Chapter 5 · Design & Analysis of Algorithms

Approximation
Algorithms

When an exact polynomial-time solution is likely impossible (NP-hard), settle for one that is provably close — and know exactly how close.

⚙️ Load Balancing ≤ 3/2·OPT 📍 Facility Location ≤ 2·OPT 🎒 Knapsack FPTAS NP-Hard problems

01 The Approximation Idea

"How should we design algorithms for problems where polynomial time is probably an unattainable goal? Approximation algorithms run in polynomial time and find solutions that are guaranteed to be close to optimal. There are two key words: close and guaranteed."

🚫
NP-Hard
No polynomial-time exact algorithm is known (or likely to exist) for the worst case.
🎯
Close to Optimal
We don't find the exact optimum, but we prove our answer is within a constant factor of it.
Guaranteed
Not a heuristic. The approximation ratio is a proven worst-case bound, holding for every input.
Definition
Approximation Ratio

An algorithm has approximation ratio ρ(n) if for all inputs of size n, the cost C of the produced solution satisfies C ≤ ρ(n) · C* (for minimization), where C* is the optimal cost. We seek ρ as close to 1 as possible.

Optimal OPT
C* = 100
≤ 3/2 · OPT
≤ 150
≤ 2 · OPT
≤ 200

Smaller ratio = tighter guarantee. 3/2·OPT is better than 2·OPT.

02 Load Balancing

We have m machines M₁,…,Mₘ and n jobs a₁,…,aₙ with processing times t₁,…,tₙ. Assign every job to a machine to minimize the makespan T = max_j T_j, where T_j = Σᵢ∈Aⱼ tᵢ is the load on machine Mⱼ.

NP-Hard
Finding the assignment of minimum makespan is NP-hard. We develop a polynomial-time approximation algorithm guaranteed to be within a factor of 3/2 of the optimum.

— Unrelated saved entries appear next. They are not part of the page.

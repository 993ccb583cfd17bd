//! Call number facets.
//!
//! Items are faceted hierarchically by scheme and top-level class:
//! `["LC Classification", "P - Language & Literature"]`,
//! `["Dewey Classification", "800s - Literature"]`, or
//! `["Government Document"]`.

use crate::call_number_type::CallNumberType;
use crate::dewey::DeweyCallNumber;
use crate::item::Item;
use crate::lc::LcCallNumber;
use crate::normalize::{collapse_whitespace, normalize_lc};

const LC_CLASSES: [(char, &str); 21] = [
    ('A', "A - General Works"),
    ('B', "B - Philosophy, Psychology, Religion"),
    ('C', "C - Historical Sciences (Archaeology, Genealogy)"),
    ('D', "D - World History"),
    ('E', "E - History of the Americas (General)"),
    ('F', "F - History of the Americas (Local)"),
    ('G', "G - Geography, Anthropology, Recreation"),
    ('H', "H - Social Sciences"),
    ('J', "J - Political Science"),
    ('K', "K - Law"),
    ('L', "L - Education"),
    ('M', "M - Music"),
    ('N', "N - Fine Arts"),
    ('P', "P - Language & Literature"),
    ('Q', "Q - Science"),
    ('R', "R - Medicine"),
    ('S', "S - Agriculture"),
    ('T', "T - Technology"),
    ('U', "U - Military Science"),
    ('V', "V - Naval Science"),
    ('Z', "Z - Bibliography, Library Science, Information Resources"),
];

const DEWEY_HUNDREDS: [&str; 10] = [
    "000s - Computer Science, Information & General Works",
    "100s - Philosophy & Psychology",
    "200s - Religion",
    "300s - Social Sciences",
    "400s - Language",
    "500s - Science",
    "600s - Technology",
    "700s - Arts & Recreation",
    "800s - Literature",
    "900s - History & Geography",
];

/// Top-level LC class label for a call number, if it parses as LC.
///
/// # Examples
///
/// ```
/// use callnum::facet::lc_class_label;
///
/// assert_eq!(lc_class_label("PN2007 .S3"), Some("P - Language & Literature"));
/// assert_eq!(lc_class_label("111.11 .A5"), None);
/// ```
#[must_use]
pub fn lc_class_label(callnum: &str) -> Option<&'static str> {
    let normalized = normalize_lc(callnum);
    let lc = LcCallNumber::parse(&normalized)?;
    let initial = lc.letters().chars().next()?.to_ascii_uppercase();
    LC_CLASSES
        .iter()
        .find(|(letter, _)| *letter == initial)
        .map(|(_, label)| *label)
}

/// Dewey hundreds label for a call number, if it parses as Dewey.
#[must_use]
pub fn dewey_class_label(callnum: &str) -> Option<&'static str> {
    let collapsed = collapse_whitespace(callnum);
    let dewey = DeweyCallNumber::parse(&collapsed)?;
    let class: usize = dewey.digits().parse().ok()?;
    let hundreds = if dewey.digits().len() == 3 { class / 100 } else { 0 };
    DEWEY_HUNDREDS.get(hundreds).copied()
}

/// Hierarchical facet values for an item; empty when the item has no usable
/// call number.
#[must_use]
pub fn callnum_facets(item: &Item) -> Vec<&'static str> {
    if item.has_ignored_callnum() || item.callnum().is_empty() {
        return Vec::new();
    }
    if item.is_gov_doc() || item.callnum_type() == CallNumberType::Sudoc {
        return vec![CallNumberType::Sudoc.facet_label()];
    }
    let class = match item.callnum_type() {
        CallNumberType::Lc => lc_class_label(item.callnum()),
        CallNumberType::Dewey => dewey_class_label(item.callnum()),
        CallNumberType::Sudoc | CallNumberType::Other | CallNumberType::Thesis => return Vec::new(),
    };
    match class {
        Some(class) => vec![item.callnum_type().facet_label(), class],
        None => vec![item.callnum_type().facet_label()],
    }
}

#[cfg(test)]
mod tests {
    use super::*;
    use crate::config::ItemConfig;
    use crate::item::ItemFields;

    fn item(callnum: &str, scheme: &str, home: &str) -> Item {
        Item::new(
            ItemFields {
                callnum: callnum.into(),
                scheme: scheme.into(),
                home_location: home.into(),
                ..Default::default()
            },
            &ItemConfig::default(),
        )
    }

    #[test]
    fn test_lc_labels() {
        assert_eq!(lc_class_label("E184.S75 R47"), Some("E - History of the Americas (General)"));
        assert_eq!(lc_class_label("qa 76.9 .d3"), Some("Q - Science"));
        assert_eq!(lc_class_label("MCD 17393"), None);
    }

    #[test]
    fn test_dewey_labels() {
        assert_eq!(dewey_class_label("813.54 K27b"), Some("800s - Literature"));
        assert_eq!(dewey_class_label("111.11 .A5"), Some("100s - Philosophy & Psychology"));
        assert_eq!(
            dewey_class_label("5 .A1"),
            Some("000s - Computer Science, Information & General Works")
        );
        assert_eq!(dewey_class_label("PN2007"), None);
    }

    #[test]
    fn test_item_facets() {
        assert_eq!(
            callnum_facets(&item("PN2007 .S3", "LC", "STACKS")),
            ["LC Classification", "P - Language & Literature"]
        );
        assert_eq!(
            callnum_facets(&item("111.11 .A5", "LC", "STACKS")),
            ["Dewey Classification", "100s - Philosophy & Psychology"]
        );
        assert_eq!(
            callnum_facets(&item("PN2007 .S3", "LC", "FED-DOCS")),
            ["Government Document"]
        );
        assert_eq!(
            callnum_facets(&item("Y 4.G 74/7", "SUDOC", "STACKS")),
            ["Government Document"]
        );
        assert!(callnum_facets(&item("M1522 BOX 1", "ALPHANUM", "STACKS")).is_empty());
        assert!(callnum_facets(&item("NO CALL NUMBER", "LC", "STACKS")).is_empty());
    }
}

The Algorithm — Sorted Greedy (LPT Rule)

Sort jobs in decreasing order of processing time: t₁ ≥ t₂ ≥ ⋯ ≥ tₙ. Assign each job to the machine with the minimum current load.

Algorithm — O(n log n + nm)
LoadBalancing(jobs, m)
Sort jobs: t₁ ≥ t₂ ≥ ⋯ ≥ tₙ for i=1 to n: j = argmin Tⱼ // machine with min current load Assign job aᵢ to machine Mⱼ Tⱼ = Tⱼ + tᵢ return assignment

The Proof — T ≤ (3/2) T*

Let T = Tₖ be the maximum load (makespan), with aₗ the last job assigned to Mₖ.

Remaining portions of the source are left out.